Professor Mark Hampton; Mātai Hāora - Centre for Redox Biology and Medicine, Department of Pathology and Biomedical Science, University of Otago, Christchurch, New Zealand
Life in oxygen is associated with the generation of damaging reactive oxygen species. Cells have sensitive signalling pathways that enable them to respond to external and internal oxidative stress, and they also appear to generate oxidants as signalling molecules that exploit similar pathways. Signal transmission occurs via oxidation of specific cysteine residues in regulatory proteins, and while oxidation is typically transient, it can lead to more sustained alterations in gene expression through the modulation of transcription factors and epigenetic regulators.
Diseases associated with sustained oxidative stress can perturb redox signalling pathways, but traditional antioxidants struggle to protect sensitive targets from oxidation. There is evidence that redox signalling is controlled by a family of thiol peroxidases called peroxiredoxins. These proteins are exquisitely sensitive to reversible oxidation by hydrogen peroxide. While peroxidase activity is mediated by dimers, peroxiredoxins form complex decameric rings. These rings can be scaffolds for enabling the interaction of peroxiredoxins with specific intracellular targets.
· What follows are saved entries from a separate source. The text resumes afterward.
//! E2E tests for `crewdesk check` and `crewdesk actions`.

mod common;

use common::*;
use predicates::prelude::*;

#[test]
fn own_ticket_view_is_allowed() {
    let (mut cmd, _guard) = crewdesk_cmd();
    cmd.args([
        "check", "--user", EMPLOYEE, "--resource", "tickets", "--action", "view", "--record",
        OWN_TICKET,
    ])
    .assert()
    .success()
    .stdout(predicate::str::diff("allowed\n"));
}

#[test]
fn record_with_only_ownership_fields_is_enough() {
    let (mut cmd, _guard) = crewdesk_cmd();
    cmd.args([
        "check", "--user", EMPLOYEE, "--resource", "tickets", "--action", "view", "--record",
        r#"{"userId":"u1","companyId":"c1"}"#,
    ])
    .assert()
    .success()
    .stdout(predicate::str::diff("allowed\n"));
}

#[test]
fn misshapen_record_counts_as_absent() {
    let (mut cmd, _guard) = crewdesk_cmd();
    cmd.args([
        "check", "--user", LEADER, "--resource", "tickets", "--action", "close", "--record",
        MISSHAPEN_TICKET,
    ])
    .assert()
    .code(1)
    .stdout(predicate::str::contains("denied (missing_record)"));

    let (mut cmd, _guard) = crewdesk_cmd();
    cmd.args([
        "actions", "--user", LEADER, "--resource", "tickets", "--record", MISSHAPEN_TICKET,
    ])
    .assert()
    .success()
    .stdout(predicate::str::diff("CREATE\n"));
}

#[test]
fn unparsable_record_is_an_error_for_both_commands() {
    for command in ["check", "actions"] {
        let (mut cmd, _guard) = crewdesk_cmd();
        cmd.args([command, "--user", LEADER, "--resource", "tickets"]);
        if command == "check" {
            cmd.args(["--action", "view"]);
        }
        cmd.args(["--record", "{ nope"])
            .assert()
            .code(2)
            .stderr(predicate::str::contains("invalid inline record JSON"));
    }
}

#[test]
fn employee_cannot_view_colleague_ticket() {
    let (mut cmd, _guard) = crewdesk_cmd();
    cmd.args([
        "check", "--user", EMPLOYEE, "--resource", "tickets", "--action", "view", "--record",
        COMPANY_TICKET,
    ])
    .assert()
    .code(1)
    .stdout(predicate::str::contains("denied (predicate_failed)"));
}

#[test]
fn leader_views_company_ticket() {
    let (mut cmd, _guard) = crewdesk_cmd();
    cmd.args([
        "check", "--user", LEADER, "--resource", "tickets", "--action", "view", "--record",
        COMPANY_TICKET,
    ])
    .assert()
    .success();
}

#[test]
fn record_dependent_check_without_record_is_denied() {
    let (mut cmd, _guard) = crewdesk_cmd();
    cmd.args([
        "check", "--user", EMPLOYEE, "--resource", "tickets", "--action", "view",
    ])
    .assert()
    .code(1)
    .stdout(predicate::str::contains("missing_record"));
}

#[test]
fn admin_handles_platform_tickets_only() {
    let (mut cmd, _guard) = crewdesk_cmd();
    cmd.args([
        "check", "--user", ADMIN, "--resource", "tickets", "--action", "close", "--record",
        PLATFORM_TICKET,
    ])
    .assert()
    .success();

    let (mut cmd, _guard) = crewdesk_cmd();
    cmd.args([
        "check", "--user", ADMIN, "--resource", "tickets", "--action", "close", "--record",
        COMPANY_TICKET,
    ])
    .assert()
    .code(1);
}

#[test]
fn admin_schedules_have_no_rule() {
    let (mut cmd, _guard) = crewdesk_cmd();
    cmd.args([
        "check", "--user", ADMIN, "--resource", "schedules", "--action", "view",
    ])
    .assert()
    .code(1)
    .stdout(predicate::str::contains("denied (no_rule)"));
}

#[test]
fn unknown_names_are_denied_not_errors() {
    let (mut cmd, _guard) = crewdesk_cmd();
    cmd.args([
        "check", "--user", OWNER, "--resource", "payroll", "--action", "view",
    ])
    .assert()
    .code(1)
    .stdout(predicate::str::contains("unknown_resource"));

    let (mut cmd, _guard) = crewdesk_cmd();
    cmd.args([
        "check", "--user", OWNER, "--resource", "schedules", "--action", "respond",
    ])
    .assert()
    .code(1)
    .stdout(predicate::str::contains("unknown_action"));
}

#[test]
fn json_output_carries_reason() {
    let (mut cmd, _guard) = crewdesk_cmd();
    let output = cmd
        .args([
            "check", "--user", EMPLOYEE, "--resource", "schedules", "--action", "finalize",
            "--json",
        ])
        .output()
        .expect("run crewdesk");
    assert_eq!(output.status.code(), Some(1));

    let decision: serde_json::Value =
        serde_json::from_slice(&output.stdout).expect("stdout is JSON");
    assert_eq!(decision["allowed"], false);
    assert_eq!(decision["reason"], "rule_denied");
    assert_eq!(decision["resource"], "schedules");
}

#[test]
fn user_and_record_from_files() {
    let (mut cmd, guard) = crewdesk_cmd();
    let user = guard.path().join("user.json");
    let record = guard.path().join("ticket.json");
    std::fs::write(&user, LEADER).expect("write user");
    std::fs::write(&record, COMPANY_TICKET).expect("write record");

    cmd.args(["check", "--user"])
        .arg(&user)
        .args(["--resource", "tickets", "--action", "respond", "--record"])
        .arg(&record)
        .assert()
        .success();
}

#[test]
fn bad_input_exits_with_two() {
    let (mut cmd, _guard) = crewdesk_cmd();
    cmd.args([
        "check", "--user", "/nonexistent/user.json", "--resource", "tickets", "--action", "view",
    ])
    .assert()
    .code(2)
    .stderr(predicate::str::contains("cannot read user file"));

    let (mut cmd, _guard) = crewdesk_cmd();
    cmd.args([
        "check", "--user", "{ nope", "--resource", "tickets", "--action", "view",
    ])
    .assert()
    .code(2)
    .stderr(predicate::str::contains("invalid inline user JSON"));
}

#[test]
fn actions_lists_allowed_set() {
    let (mut cmd, _guard) = crewdesk_cmd();
    cmd.args(["actions", "--user", LEADER, "--resource", "schedules"])
        .assert()
        .success()
        .stdout(predicate::str::contains("VIEW"))
        .stdout(predicate::str::contains("FINALIZE"));

    let (mut cmd, _guard) = crewdesk_cmd();
    cmd.args(["actions", "--user", ADMIN, "--resource", "schedules"])
        .assert()
        .code(1);
}

#[test]
fn file_logging_writes_audit_trail() {
    let (mut cmd, guard) = crewdesk_cmd();
    let log_dir = guard.path().join("logs");
    cmd.args([
        "check", "--user", EMPLOYEE, "--resource", "schedules", "--action", "delete",
        "--log-level", "debug", "--log-file",
    ])
    .arg(&log_dir)
    .assert()
    .code(1);

    let log = std::fs::read_to_string(log_dir.join("crewdesk.log")).expect("log file written");
    assert!(log.contains("access denied"), "log: {log}");
}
Signal transduction may occur through facilitated oxidation, or through altered protein-protein interactions. We are using molecular and pharmacological tools to disrupt peroxiredoxin protein interactions inside cells. In the first instance these tools will be useful for dissecting redox signalling pathways. Ultimately, they may provide new strategies for protecting cells from pathological oxidative stress.
Peroxiredoxins are also useful reporters of disrupted cellular redox homeostasis. Our recent focus has been the biology of ageing. Using blood samples from participants in the longitudinal Dunedin Study, we have observed increased levels of oxidative and mitochondrial stress in faster ageing people at midlife, prior to the onset of age-related disease.